//! SMB2 Query Directory messages

use super::common::{
    ensure_len, expect_structure_size, header_relative, utf16le_decode, utf16le_encode,
    FileId, SmbMessage,
};
use super::info::FileInfoClass;
use crate::error::Result;
use crate::protocol::smb2_constants::{structure_size, SMB2_HEADER_SIZE};
use byteorder::{LittleEndian, ReadBytesExt, WriteBytesExt};
use bytes::Bytes;
use std::io::Cursor;

/// SMB2 QUERY_DIRECTORY Request
#[derive(Debug, Clone, PartialEq, Eq)]
pub struct Smb2QueryDirectoryRequest {
    pub file_information_class: FileInfoClass,
    pub flags: u8,
    pub file_index: u32,
    pub file_id: FileId,
    pub output_buffer_length: u32,
    /// Search pattern, `*` for everything
    pub file_name: String,
}

impl Smb2QueryDirectoryRequest {
    const NAME_OFFSET: u16 = (SMB2_HEADER_SIZE + 32) as u16;

    pub fn new(file_id: FileId, file_information_class: FileInfoClass, flags: u8) -> Self {
        Self {
            file_information_class,
            flags,
            file_index: 0,
            file_id,
            output_buffer_length: 0x10000,
            file_name: "*".to_string(),
        }
    }
}

impl SmbMessage for Smb2QueryDirectoryRequest {
    fn parse(buf: &[u8]) -> Result<Self> {
        ensure_len(buf, 32, "QueryDirectory request")?;
        let mut cursor = Cursor::new(buf);
        expect_structure_size(
            &mut cursor,
            structure_size::QUERY_DIRECTORY_REQUEST,
            "query directory request",
        )?;

        let file_information_class = FileInfoClass::try_from(cursor.read_u8()?)?;
        let flags = cursor.read_u8()?;
        let file_index = cursor.read_u32::<LittleEndian>()?;
        let file_id = FileId::read(&mut cursor)?;
        let file_name_offset = cursor.read_u16::<LittleEndian>()?;
        let file_name_length = cursor.read_u16::<LittleEndian>()?;
        let output_buffer_length = cursor.read_u32::<LittleEndian>()?;

        let file_name = utf16le_decode(header_relative(
            buf,
            file_name_offset as usize,
            file_name_length as usize,
            "QueryDirectory pattern",
        )?);

        Ok(Self {
            file_information_class,
            flags,
            file_index,
            file_id,
            output_buffer_length,
            file_name,
        })
    }

    fn serialize(&self) -> Result<Vec<u8>> {
        let name_bytes = utf16le_encode(&self.file_name);
        let mut buf = Vec::with_capacity(32 + name_bytes.len());
        buf.write_u16::<LittleEndian>(structure_size::QUERY_DIRECTORY_REQUEST)?;
        buf.write_u8(self.file_information_class as u8)?;
        buf.write_u8(self.flags)?;
        buf.write_u32::<LittleEndian>(self.file_index)?;
        self.file_id.write_to(&mut buf)?;
        buf.write_u16::<LittleEndian>(Self::NAME_OFFSET)?;
        buf.write_u16::<LittleEndian>(name_bytes.len() as u16)?;
        buf.write_u32::<LittleEndian>(self.output_buffer_length)?;
        if name_bytes.is_empty() {
            buf.push(0);
        } else {
            buf.extend_from_slice(&name_bytes);
        }
        Ok(buf)
    }
}

/// SMB2 QUERY_DIRECTORY Response
#[derive(Debug, Clone, PartialEq, Eq)]
pub struct Smb2QueryDirectoryResponse {
    /// Packed information-class entries
    pub output_buffer: Bytes,
}

impl Smb2QueryDirectoryResponse {
    const BUFFER_OFFSET: u16 = (SMB2_HEADER_SIZE + 8) as u16;

    pub fn new(output_buffer: impl Into<Bytes>) -> Self {
        Self {
            output_buffer: output_buffer.into(),
        }
    }

    /// Parse without copying the entries out of the received frame
    pub fn parse_shared(buf: &Bytes) -> Result<Self> {
        ensure_len(buf, 8, "QueryDirectory response")?;
        let mut cursor = Cursor::new(buf.as_ref());
        expect_structure_size(
            &mut cursor,
            structure_size::QUERY_DIRECTORY_RESPONSE,
            "query directory response",
        )?;
        let offset = cursor.read_u16::<LittleEndian>()?;
        let length = cursor.read_u32::<LittleEndian>()?;

        let entries = header_relative(buf, offset as usize, length as usize, "QueryDirectory")?;
        Ok(Self {
            output_buffer: buf.slice_ref(entries),
        })
    }
}

impl SmbMessage for Smb2QueryDirectoryResponse {
    fn parse(buf: &[u8]) -> Result<Self> {
        Self::parse_shared(&Bytes::copy_from_slice(buf))
    }

    fn serialize(&self) -> Result<Vec<u8>> {
        let mut buf = Vec::with_capacity(8 + self.output_buffer.len());
        buf.write_u16::<LittleEndian>(structure_size::QUERY_DIRECTORY_RESPONSE)?;
        buf.write_u16::<LittleEndian>(Self::BUFFER_OFFSET)?;
        buf.write_u32::<LittleEndian>(self.output_buffer.len() as u32)?;
        if self.output_buffer.is_empty() {
            buf.push(0);
        } else {
            buf.extend_from_slice(&self.output_buffer);
        }
        Ok(buf)
    }
}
● ● ● ● ● ● ●
• Problem description
If a line falls between the first line of the data above and the line holding "impl SmbMessage for Smb2QueryDirectoryRequest", inclusive, retype it exactly; retype no other line.

• Your solution
//! SMB2 Query Directory messages

use super::common::{
    ensure_len, expect_structure_size, header_relative, utf16le_decode, utf16le_encode,
    FileId, SmbMessage,
};
use super::info::FileInfoClass;
use crate::error::Result;
use crate::protocol::smb2_constants::{structure_size, SMB2_HEADER_SIZE};
use byteorder::{LittleEndian, ReadBytesExt, WriteBytesExt};
use bytes::Bytes;
use std::io::Cursor;

/// SMB2 QUERY_DIRECTORY Request
#[derive(Debug, Clone, PartialEq, Eq)]
pub struct Smb2QueryDirectoryRequest {
    pub file_information_class: FileInfoClass,
    pub flags: u8,
    pub file_index: u32,
    pub file_id: FileId,
    pub output_buffer_length: u32,
    /// Search pattern, `*` for everything
    pub file_name: String,
}

impl Smb2QueryDirectoryRequest {
    const NAME_OFFSET: u16 = (SMB2_HEADER_SIZE + 32) as u16;

    pub fn new(file_id: FileId, file_information_class: FileInfoClass, flags: u8) -> Self {
        Self {
            file_information_class,
            flags,
            file_index: 0,
            file_id,
            output_buffer_length: 0x10000,
            file_name: "*".to_string(),
        }
    }
}

impl SmbMessage for Smb2QueryDirectoryRequest {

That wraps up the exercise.